** Source records **
■ ■ ■ ■ ■

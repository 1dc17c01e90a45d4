//! # macOS Mach API Errors
//!
//! Mach APIs return `kern_return_t` values, which are integer error codes.
//! This module converts the ones the inspector meets into a Rust error type.

use mach2::kern_return::{
    kern_return_t, KERN_FAILURE, KERN_INVALID_ADDRESS, KERN_INVALID_ARGUMENT, KERN_PROTECTION_FAILURE,
};
use thiserror::Error;

/// Mach kernel API error
///
/// Common values:
///
/// - `KERN_SUCCESS` (0): Operation succeeded
/// - `KERN_INVALID_ADDRESS` (1): Address not mapped in the task
/// - `KERN_PROTECTION_FAILURE` (2): Address mapped but not accessible
/// - `KERN_INVALID_ARGUMENT` (4): Bad port, bad PID, or stale task
/// - `KERN_FAILURE` (5): General failure; `task_for_pid()` also uses it for "not allowed"
///
/// ## References
///
/// - [kern_return_t documentation](https://developer.apple.com/documentation/kernel/kern_return_t)
#[derive(Error, Debug, Clone, Copy, PartialEq, Eq)]
pub enum MachError
{
    /// `KERN_INVALID_ADDRESS`
    #[error("KERN_INVALID_ADDRESS: address is not mapped")]
    InvalidAddress,

    /// `KERN_PROTECTION_FAILURE`
    ///
    /// For `task_for_pid()` this means macOS's security policy blocked the call: run with
    /// `sudo` or sign the binary with the debugger entitlement.
    ///
    /// See: [macOS Debugging Entitlements](https://developer.apple.com/documentation/bundleresources/entitlements/com.apple.security.cs.debugger)
    #[error("KERN_PROTECTION_FAILURE: Permission denied")]
    ProtectionFailure,

    /// `KERN_INVALID_ARGUMENT`
    #[error("KERN_INVALID_ARGUMENT: Invalid task or argument")]
    InvalidArgument,

    /// `KERN_FAILURE`
    ///
    /// `attach()` checks whether the process exists when it sees this. If it does, the
    /// failure is reported as `PermissionDenied` instead.
    #[error("KERN_FAILURE: Process not found")]
    Failure,

    /// Any other code; the value is kept so it can be looked up.
    #[error("Unknown Mach error: {0}")]
    Unknown(kern_return_t),
}

impl From<kern_return_t> for MachError
{
    fn from(code: kern_return_t) -> Self
    {
        match code {
            KERN_INVALID_ADDRESS => MachError::InvalidAddress,
            KERN_PROTECTION_FAILURE => MachError::ProtectionFailure,
            KERN_INVALID_ARGUMENT => MachError::InvalidArgument,
            KERN_FAILURE => MachError::Failure,
            _ => MachError::Unknown(code),
        }
    }
}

■ ■ ■ ■ ■

** PROBLEM DESCRIPTION **
Go line by line through the data above and report each one that holds the string "developer".

** FINISHED EXERCISE **
/// - [kern_return_t documentation](https://developer.apple.com/documentation/kernel/kern_return_t)
    /// See: [macOS Debugging Entitlements](https://developer.apple.com/documentation/bundleresources/entitlements/com.apple.security.cs.debugger)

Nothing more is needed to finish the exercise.